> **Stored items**
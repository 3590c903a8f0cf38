use rand::{Rng, SeedableRng};
use rand_chacha::ChaCha8Rng;

use crate::seed::SeedSource;

/// Generator state before the first shuffle. Every shuffle re-seeds, so the value never shows in results.
const INITIAL_SEED: u64 = 0;

/// Holds the canonical and the current order of items together with the generator driving the shuffles.
#[derive(Debug)]
pub struct Shuffler<T, S> {
    canonical: Vec<T>,
    items: Vec<T>,
    rng: ChaCha8Rng,
    seed_source: S,
}

impl<T: Clone, S: SeedSource> Shuffler<T, S> {
    /// `items` becomes the canonical order that [Shuffler::shuffle_with_seed] and [Shuffler::reset] restore.
    pub fn new(items: Vec<T>, seed_source: S) -> Self {
        Shuffler {
            canonical: items.clone(),
            items,
            rng: ChaCha8Rng::seed_from_u64(INITIAL_SEED),
            seed_source,
        }
    }

    /// Permutes the current order (without resetting it first) using a seed taken from the seed source. Returns
    /// the seed used.
    pub fn shuffle_with_fresh_seed(&mut self) -> u64 {
        let seed = self.seed_source.next_seed();
        log::info!("Shuffling with seed: {seed}");
        self.rng = ChaCha8Rng::seed_from_u64(seed);
        fisher_yates(&mut self.items, &mut self.rng);
        seed
    }

    /// Restores canonical order and permutes it. The same seed always yields the same order, whatever happened to
    /// the items before.
    pub fn shuffle_with_seed(&mut self, seed: u64) {
        self.restore_canonical();
        log::info!("Shuffling with specific seed: {seed}");
        self.rng = ChaCha8Rng::seed_from_u64(seed);
        fisher_yates(&mut self.items, &mut self.rng);
    }

    pub fn reset(&mut self) {
        self.restore_canonical();
        log::debug!("Reset to original order");
    }

    fn restore_canonical(&mut self) {
        self.items.clone_from(&self.canonical);
    }
}

impl<T, S> Shuffler<T, S> {
    /// First `count` items in current order, or all of them when `count` exceeds the length.
    pub fn prefix(&self, count: usize) -> &[T] {
        &self.items[..count.min(self.items.len())]
    }

    pub fn all(&self) -> &[T] {
        &self.items
    }

    pub fn len(&self) -> usize {
        self.items.len()
    }

    pub fn is_empty(&self) -> bool {
        self.items.is_empty()
    }
}

/// In-place Fisher-Yates permutation: walks from the last index down to 1, swapping each position with one drawn
/// uniformly from `0..=i`. Draws are 64 bits wide on every target so a seed yields the same order everywhere.
pub fn fisher_yates<T, R: Rng + ?Sized>(items: &mut [T], rng: &mut R) {
    for i in (1..items.len()).rev() {
        let j = rng.gen_range(0..=i as u64) as usize;
        items.swap(i, j);
    }
}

> **The task**
Search the data above for the string "SeedSource" and return every line that has it.

> **Result for this exercise**
use crate::seed::SeedSource;
impl<T: Clone, S: SeedSource> Shuffler<T, S> {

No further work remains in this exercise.